[Collected data]
= Beginning of Section =

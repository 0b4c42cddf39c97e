//! Timeline math: merge points and transition windows.
//!
//! Everything here is pure. Merge points are the cumulative effective
//! durations of the segments; a transition placed on boundary `b` starts
//! `pre_roll` seconds before `merge_points[b]` so that its impact frame lands
//! exactly on the cut.

use serde::Serialize;

use crate::error::{ModelError, ModelResult};
use crate::layer::PlacedTransition;
use crate::segment::MediaSegment;

/// Time span during which one transition overlay is visible.
#[derive(Debug, Clone, Copy, PartialEq, Serialize)]
pub struct TransitionWindow {
    /// Index of the transition in request order
    pub index: usize,
    /// Boundary (segment cut) the transition is placed on
    pub boundary: usize,
    /// Output time the overlay appears (never negative)
    pub start: f64,
    /// Output time of the impact frame (the cut)
    pub impact: f64,
    /// Output time the overlay disappears
    pub end: f64,
    /// Leading animation seconds clipped because the window would start before zero
    pub skipped_lead: f64,
    pub frame_rate: f64,
    pub total_frames: u32,
}

impl TransitionWindow {
    /// Number of leading animation frames dropped by the clamp.
    pub fn skipped_frames(&self) -> u32 {
        ((self.skipped_lead * self.frame_rate).round() as u32).min(self.total_frames)
    }

    /// Whether `t` falls inside the window.
    pub fn contains(&self, t: f64) -> bool {
        t >= self.start && t < self.end
    }

    /// Whether this window overlaps another.
    pub fn overlaps(&self, other: &TransitionWindow) -> bool {
        self.start < other.end && other.start < self.end
    }
}

/// Merge points plus the windows derived from them.
#[derive(Debug, Clone, PartialEq, Serialize)]
pub struct Timeline {
    pub merge_points: Vec<f64>,
    /// Sorted by ascending start
    pub windows: Vec<TransitionWindow>,
}

impl Timeline {
    pub fn build(durations: &[f64], transitions: &[PlacedTransition]) -> ModelResult<Self> {
        let merge_points = compute_merge_points(durations);
        let windows = compute_windows(&merge_points, transitions)?;
        Ok(Self {
            merge_points,
            windows,
        })
    }

    /// Total output duration.
    pub fn total_duration(&self) -> f64 {
        self.merge_points.last().copied().unwrap_or(0.0)
    }

    /// Pairs of windows that overlap in time.
    pub fn overlapping_windows(&self) -> Vec<(&TransitionWindow, &TransitionWindow)> {
        let mut pairs = Vec::new();
        for (i, a) in self.windows.iter().enumerate() {
            for b in &self.windows[i + 1..] {
                if a.overlaps(b) {
                    pairs.push((a, b));
                }
            }
        }
        pairs
    }

    pub fn preview_frame_at(&self, t: f64) -> Option<PreviewFrame> {
        preview_frame_at(&self.windows, t)
    }
}

/// Running sum of segment durations; the last entry is the total duration.
pub fn compute_merge_points(durations: &[f64]) -> Vec<f64> {
    durations
        .iter()
        .scan(0.0, |acc, d| {
            *acc += d;
            Some(*acc)
        })
        .collect()
}

/// Effective duration of a segment on the timeline.
pub fn effective_duration(segment: &MediaSegment, probed: Option<f64>) -> ModelResult<f64> {
    segment.effective_duration(probed)
}

/// Check that the transitions fit the given number of segments.
///
/// Usable before any durations are known.
pub fn validate_placement(segment_count: usize, transitions: &[PlacedTransition]) -> ModelResult<()> {
    let boundaries = segment_count.saturating_sub(1);
    if transitions.len() > boundaries {
        return Err(ModelError::validation(format!(
            "{} transitions need at least {} segments, got {segment_count}",
            transitions.len(),
            transitions.len() + 1
        )));
    }

    let mut used = vec![false; boundaries];
    for (i, placed) in transitions.iter().enumerate() {
        placed.descriptor.validate()?;
        match used.get_mut(placed.boundary) {
            None => {
                return Err(ModelError::validation(format!(
                    "transition {i} targets boundary {} but only {boundaries} exist",
                    placed.boundary
                )))
            }
            Some(true) => {
                return Err(ModelError::validation(format!(
                    "transition {i} reuses boundary {}",
                    placed.boundary
                )))
            }
            Some(slot) => *slot = true,
        }
    }

    Ok(())
}

/// Windows for every placed transition, sorted by ascending start.
///
/// The sort is stable, so ties keep request order.
pub fn compute_windows(
    merge_points: &[f64],
    transitions: &[PlacedTransition],
) -> ModelResult<Vec<TransitionWindow>> {
    validate_placement(merge_points.len(), transitions)?;

    let mut windows: Vec<TransitionWindow> = transitions
        .iter()
        .enumerate()
        .map(|(index, placed)| {
            let descriptor = &placed.descriptor;
            let impact = merge_points[placed.boundary];
            let raw_start = impact - descriptor.pre_roll();
            let end = raw_start + descriptor.duration();
            let (start, skipped_lead) = if raw_start < 0.0 {
                (0.0, -raw_start)
            } else {
                (raw_start, 0.0)
            };

            TransitionWindow {
                index,
                boundary: placed.boundary,
                start,
                impact,
                end,
                skipped_lead,
                frame_rate: descriptor.frame_rate,
                total_frames: descriptor.total_frames,
            }
        })
        .collect();

    windows.sort_by(|a, b| a.start.total_cmp(&b.start));
    Ok(windows)
}

/// Which transition frame a preview should show at time `t`.
#[derive(Debug, Clone, Copy, PartialEq, Eq)]
pub struct PreviewFrame {
    pub transition_index: usize,
    pub frame: u32,
}

/// Look up the active transition frame at `t`.
///
/// When windows overlap the one drawn last (latest start) wins, matching the
/// composite order.
pub fn preview_frame_at(windows: &[TransitionWindow], t: f64) -> Option<PreviewFrame> {
    let window = windows.iter().rev().find(|w| w.contains(t))?;
    let elapsed = t - window.start + window.skipped_lead;
    let frame = ((elapsed * window.frame_rate).floor() as u32).min(window.total_frames.saturating_sub(1));
    Some(PreviewFrame {
        transition_index: window.index,
        frame,
    })
}

#[cfg(test)]
mod tests {
    use super::*;
    use crate::transition::TransitionDescriptor;
    use serde_json::json;

    fn transition(marker: u32, frames: u32) -> TransitionDescriptor {
        let doc = json!({
            "fr": 30, "ip": 0, "op": frames, "w": 1080, "h": 1920,
            "markers": [{"cm": "impact", "tm": marker}]
        });
        TransitionDescriptor::from_document("t", doc).unwrap()
    }

    #[test]
    fn test_merge_points_running_sum() {
        assert_eq!(compute_merge_points(&[10.0, 5.5, 2.0]), vec![10.0, 15.5, 17.5]);
        assert!(compute_merge_points(&[]).is_empty());
    }

    #[test]
    fn test_window_aligns_impact_with_cut() {
        let placed = PlacedTransition::sequential(vec![transition(15, 30)]);
        let windows = compute_windows(&[10.0, 20.0], &placed).unwrap();

        assert_eq!(windows.len(), 1);
        let w = windows[0];
        assert_eq!(w.start, 9.5);
        assert_eq!(w.impact, 10.0);
        assert_eq!(w.end, 10.5);
        assert_eq!(w.skipped_lead, 0.0);
    }

    #[test]
    fn test_first_boundary_clamps_to_zero() {
        let placed = PlacedTransition::sequential(vec![transition(15, 30)]);
        let windows = compute_windows(&[0.3, 5.0], &placed).unwrap();

        let w = windows[0];
        assert_eq!(w.start, 0.0);
        assert!((w.skipped_lead - 0.2).abs() < 1e-9);
        assert_eq!(w.skipped_frames(), 6);
        assert!((w.end - 0.8).abs() < 1e-9);
    }

    #[test]
    fn test_too_many_transitions_rejected() {
        let placed = PlacedTransition::sequential(vec![transition(15, 30); 3]);
        let result = compute_windows(&[1.0, 2.0, 3.0], &placed);
        assert!(matches!(result, Err(ModelError::Validation(_))));
    }

    #[test]
    fn test_windows_sorted_by_start() {
        let placed = vec![
            PlacedTransition {
                descriptor: transition(15, 30),
                boundary: 1,
            },
            PlacedTransition {
                descriptor: transition(15, 30),
                boundary: 0,
            },
        ];
        let windows = compute_windows(&[4.0, 8.0, 12.0], &placed).unwrap();
        assert_eq!(windows[0].index, 1);
        assert_eq!(windows[1].index, 0);
    }

    #[test]
    fn test_reused_boundary_rejected() {
        let placed = vec![
            PlacedTransition {
                descriptor: transition(15, 30),
                boundary: 0,
            },
            PlacedTransition {
                descriptor: transition(15, 30),
                boundary: 0,
            },
        ];
        assert!(validate_placement(3, &placed).is_err());
    }

    #[test]
    fn test_preview_frame_lookup() {
        let timeline = Timeline::build(&[10.0, 10.0], &PlacedTransition::sequential(vec![transition(15, 30)])).unwrap();

        assert_eq!(timeline.total_duration(), 20.0);
        assert_eq!(timeline.preview_frame_at(5.0), None);
        assert_eq!(
            timeline.preview_frame_at(10.0),
            Some(PreviewFrame {
                transition_index: 0,
                frame: 15
            })
        );
        assert_eq!(timeline.preview_frame_at(10.5), None);
    }

    #[test]
    fn test_overlap_detection() {
        let placed = PlacedTransition::sequential(vec![transition(15, 60), transition(15, 60)]);
        let timeline = Timeline::build(&[1.0, 1.0, 1.0], &placed).unwrap();
        let pairs: Vec<(usize, usize)> = timeline
            .overlapping_windows()
            .into_iter()
            .map(|(a, b)| (a.index, b.index))
            .collect();
        assert_eq!(pairs, vec![(0, 1)]);
    }
}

= End of Section =

Directions for this task —
The entries above hold a line with "#[derive(Debug, Clone, PartialEq, Serialize)]" and a later line with "for (i, a) in". Write out exactly those lines and all lines between, nothing more.

The answer —
#[derive(Debug, Clone, PartialEq, Serialize)]
pub struct Timeline {
    pub merge_points: Vec<f64>,
    /// Sorted by ascending start
    pub windows: Vec<TransitionWindow>,
}

impl Timeline {
    pub fn build(durations: &[f64], transitions: &[PlacedTransition]) -> ModelResult<Self> {
        let merge_points = compute_merge_points(durations);
        let windows = compute_windows(&merge_points, transitions)?;
        Ok(Self {
            merge_points,
            windows,
        })
    }

    /// Total output duration.
    pub fn total_duration(&self) -> f64 {
        self.merge_points.last().copied().unwrap_or(0.0)
    }

    /// Pairs of windows that overlap in time.
    pub fn overlapping_windows(&self) -> Vec<(&TransitionWindow, &TransitionWindow)> {
        let mut pairs = Vec::new();
        for (i, a) in self.windows.iter().enumerate() {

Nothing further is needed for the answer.